Segment Start: DATA EXTRACTS
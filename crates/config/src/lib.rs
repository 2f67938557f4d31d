//! Layered configuration for cdnget.
//!
//! Sources, lowest precedence first:
//! 1. built-in defaults;
//! 2. `config.{toml,yaml,json}` in the platform configuration directory;
//! 3. an explicit file given by the host;
//! 4. `CDNGET_` environment variables, nested keys split on `__`
//!    (`CDNGET_UPSTREAMS__CDNJS__PRIORITY=1`).

pub mod error;
mod upstream;

pub use crate::upstream::{UpstreamConfig, UpstreamKind};
use crate::error::{ErrorKind, Result};
use directories::ProjectDirs;
use exn::ResultExt;
use figment::Figment;
use figment::providers::{Env, Format, Json, Serialized, Toml, Yaml};
use serde::{Deserialize, Serialize};
use std::collections::{BTreeMap, HashMap};
use std::path::{Path, PathBuf};

pub const ENV_PREFIX: &str = "CDNGET_";
const DEFAULT_DATABASE: &str = "cdnget.db";
const DEFAULT_CONTENT_ROOT: &str = "content";
const DEFAULT_CONCURRENCY: usize = 8;

#[derive(Debug, Clone, PartialEq, Serialize, Deserialize)]
#[serde(default)]
pub struct Config {
    /// SQLite mirror store.
    pub database: PathBuf,
    /// Root directory mirrored content is written under.
    pub content_root: PathBuf,
    /// Upper bound on concurrent retrievals.
    pub concurrency: usize,
    /// Decide without writing anything.
    pub dry_run: bool,
    /// Upstream services by display name.
    pub upstreams: BTreeMap<String, UpstreamConfig>,
}
impl Default for Config {
    fn default() -> Self {
        Self {
            database: PathBuf::from(DEFAULT_DATABASE),
            content_root: PathBuf::from(DEFAULT_CONTENT_ROOT),
            concurrency: DEFAULT_CONCURRENCY,
            dry_run: false,
            upstreams: BTreeMap::new(),
        }
    }
}
impl Config {
    /// Load and validate the configuration from every source.
    pub fn load(explicit: Option<&Path>) -> Result<Self> {
        let config: Self = Self::figment(explicit)?.extract().or_raise(|| ErrorKind::Load)?;
        config.validate()?;
        tracing::debug!(upstreams = config.upstreams.len(), "loaded configuration");
        Ok(config)
    }

    /// The layered sources, before extraction.
    pub fn figment(explicit: Option<&Path>) -> Result<Figment> {
        let mut figment = Figment::from(Serialized::defaults(Self::default()));
        if let Some(dirs) = ProjectDirs::from("", "", "cdnget") {
            let dir = dirs.config_dir();
            figment = figment
                .merge(Toml::file(dir.join("config.toml")))
                .merge(Yaml::file(dir.join("config.yaml")))
                .merge(Json::file(dir.join("config.json")));
        }
        if let Some(path) = explicit {
            figment = Self::merge_file(figment, path)?;
        }
        Ok(figment.merge(Env::prefixed(ENV_PREFIX).split("__")))
    }

    fn merge_file(figment: Figment, path: &Path) -> Result<Figment> {
        if !path.is_file() {
            exn::bail!(ErrorKind::Invalid(format!("config file `{}` does not exist", path.display())));
        }
        let extension = path.extension().and_then(|ext| ext.to_str()).map(str::to_ascii_lowercase);
        Ok(match extension.as_deref() {
            Some("toml") => figment.merge(Toml::file(path)),
            Some("yaml" | "yml") => figment.merge(Yaml::file(path)),
            Some("json") => figment.merge(Json::file(path)),
            _ => exn::bail!(ErrorKind::Invalid(format!("unsupported config format `{}`", path.display()))),
        })
    }

    /// Check every rule that does not need the store.
    ///
    /// Service names and directory names must be non-blank once trimmed and
    /// unique ignoring case; the worker pool needs at least one worker.
    pub fn validate(&self) -> Result<()> {
        if self.concurrency == 0 {
            exn::bail!(ErrorKind::Invalid("concurrency must be greater than zero".to_string()));
        }
        let mut names = HashMap::new();
        let mut dir_names = HashMap::new();
        for (name, upstream) in &self.upstreams {
            let service = upstream.service(name)?;
            if let Some(other) = names.insert(service.name.to_ascii_lowercase(), name) {
                exn::bail!(ErrorKind::Invalid(format!("upstreams `{other}` and `{name}` share a name")));
            }
            if let Some(other) = dir_names.insert(service.dir_name.to_ascii_lowercase(), name) {
                exn::bail!(ErrorKind::Invalid(format!("upstreams `{other}` and `{name}` share a dir_name")));
            }
        }
        Ok(())
    }
}
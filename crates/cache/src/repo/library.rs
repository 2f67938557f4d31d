use super::Repository;
use crate::error::{ErrorKind, Result};
use crate::models::LibraryRow;
use cdnget_model::Library;
use exn::ResultExt;
use tracing::instrument;
use uuid::Uuid;

impl Repository {
    /// Fetch the library `name` of a service, creating it on first sight.
    ///
    /// Library names are unique per service, ignoring case. A concurrent
    /// creation of the same library resolves to the stored row. In a dry run
    /// an unknown library is returned without being stored.
    #[instrument(skip(self))]
    pub async fn get_or_create_library(&self, service_id: Uuid, name: &str) -> Result<Library> {
        if let Some(existing) = self.get_library(service_id, name).await? {
            return Ok(existing);
        }
        let library = Library::new(service_id, name).or_raise(|| ErrorKind::InvalidData("library name"))?;
        if self.dry_run {
            return Ok(library);
        }
        let row = LibraryRow::from(&library);
        let result = sqlx::query(include_str!("../../queries/insert_library.sql"))
            .bind(row.id)
            .bind(row.service_id)
            .bind(row.name)
            .bind(row.created_on)
            .bind(row.modified_on)
            .execute(&self.pool)
            .await
            .or_raise(|| ErrorKind::Database)?;
        if result.rows_affected() > 0 {
            tracing::debug!(library_id = %library.id, "created library");
            return Ok(library);
        }
        self.get_library(service_id, name).await?.ok_or_else(|| exn::Exn::from(ErrorKind::NotFound(name.to_string())))
    }

    /// Look up a library by name within one service, ignoring case.
    pub async fn get_library(&self, service_id: Uuid, name: &str) -> Result<Option<Library>> {
        let row: Option<LibraryRow> = sqlx::query_as(include_str!("../../queries/get_library.sql"))
            .bind(service_id.to_string())
            .bind(name.trim())
            .fetch_optional(&self.pool)
            .await
            .or_raise(|| ErrorKind::Database)?;
        row.map(Library::try_from).transpose()
    }

    pub async fn get_library_by_id(&self, id: Uuid) -> Result<Option<Library>> {
        let row: Option<LibraryRow> = sqlx::query_as(include_str!("../../queries/get_library_by_id.sql"))
            .bind(id.to_string())
            .fetch_optional(&self.pool)
            .await
            .or_raise(|| ErrorKind::Database)?;
        row.map(Library::try_from).transpose()
    }

    /// Libraries ordered by name, for one service or across all of them.
    pub async fn list_libraries(&self, service_id: Option<Uuid>) -> Result<Vec<Library>> {
        let rows: Vec<LibraryRow> = match service_id {
            Some(service_id) => sqlx::query_as(include_str!("../../queries/list_libraries_for_service.sql"))
                .bind(service_id.to_string())
                .fetch_all(&self.pool)
                .await,
            None => sqlx::query_as(include_str!("../../queries/list_libraries.sql")).fetch_all(&self.pool).await,
        }
        .or_raise(|| ErrorKind::Database)?;
        rows.into_iter().map(Library::try_from).collect()
    }
}
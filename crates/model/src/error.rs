//! Model Error Types
//!
//! This module provides structured errors using `exn` for automatic location
//! tracking and error tree construction.

use derive_more::{Display, Error};
use uuid::Uuid;

/// A model error with automatic location tracking.
pub type Error = exn::Exn<ErrorKind>;
/// Result type alias for model operations.
pub type Result<T> = std::result::Result<T, Error>;

/// Actionable error categories.
///
/// These describe what the caller should *do*, not what went wrong internally.
#[derive(Debug, Display, Error, Clone, PartialEq, Eq)]
pub enum ErrorKind {
    /// A token suffix began with a digit; that digit belongs to the next token.
    #[display("version token suffix cannot start with a digit: {_0:?}")]
    InvalidSuffix(#[error(not(source))] String),
    /// A raw version string could not be normalized into a version value.
    #[display("invalid version string: {_0:?}")]
    InvalidVersion(#[error(not(source))] String),
    /// A required field was missing or blank after normalization.
    #[display("missing required field: {_0}")]
    MissingField(#[error(not(source))] &'static str),
    /// A foreign key field was set to a value that disagrees with the cached
    /// parent reference.
    #[display("identity mismatch on {field}: cached parent has {cached}, attempted {attempted}")]
    IdentityMismatch {
        /// Which part of the composite key was being set.
        field: &'static str,
        /// The identifier held by the cached parent reference.
        cached: Uuid,
        /// The identifier the caller attempted to set.
        attempted: Uuid,
    },
    /// A stored value could not be converted back into a model type.
    #[display("invalid {field} value: {value:?}")]
    InvalidData {
        /// The field that failed to convert.
        field: &'static str,
        /// The offending stored value.
        value: String,
    },
}

impl ErrorKind {
    /// Returns `true` if retrying might succeed.
    pub fn is_retryable(&self) -> bool {
        // Model errors are deterministic: the same input fails the same way.
        false
    }
}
Segment End: DATA EXTRACTS
__ASSIGNMENT__:
Quote the data above from the line containing "config.validate()?;" to the line containing "let mut figment", inclusive, and stop.

__FINAL ANSWER__:
        config.validate()?;
        tracing::debug!(upstreams = config.upstreams.len(), "loaded configuration");
        Ok(config)
    }

    /// The layered sources, before extraction.
    pub fn figment(explicit: Option<&Path>) -> Result<Figment> {
        let mut figment = Figment::from(Serialized::defaults(Self::default()));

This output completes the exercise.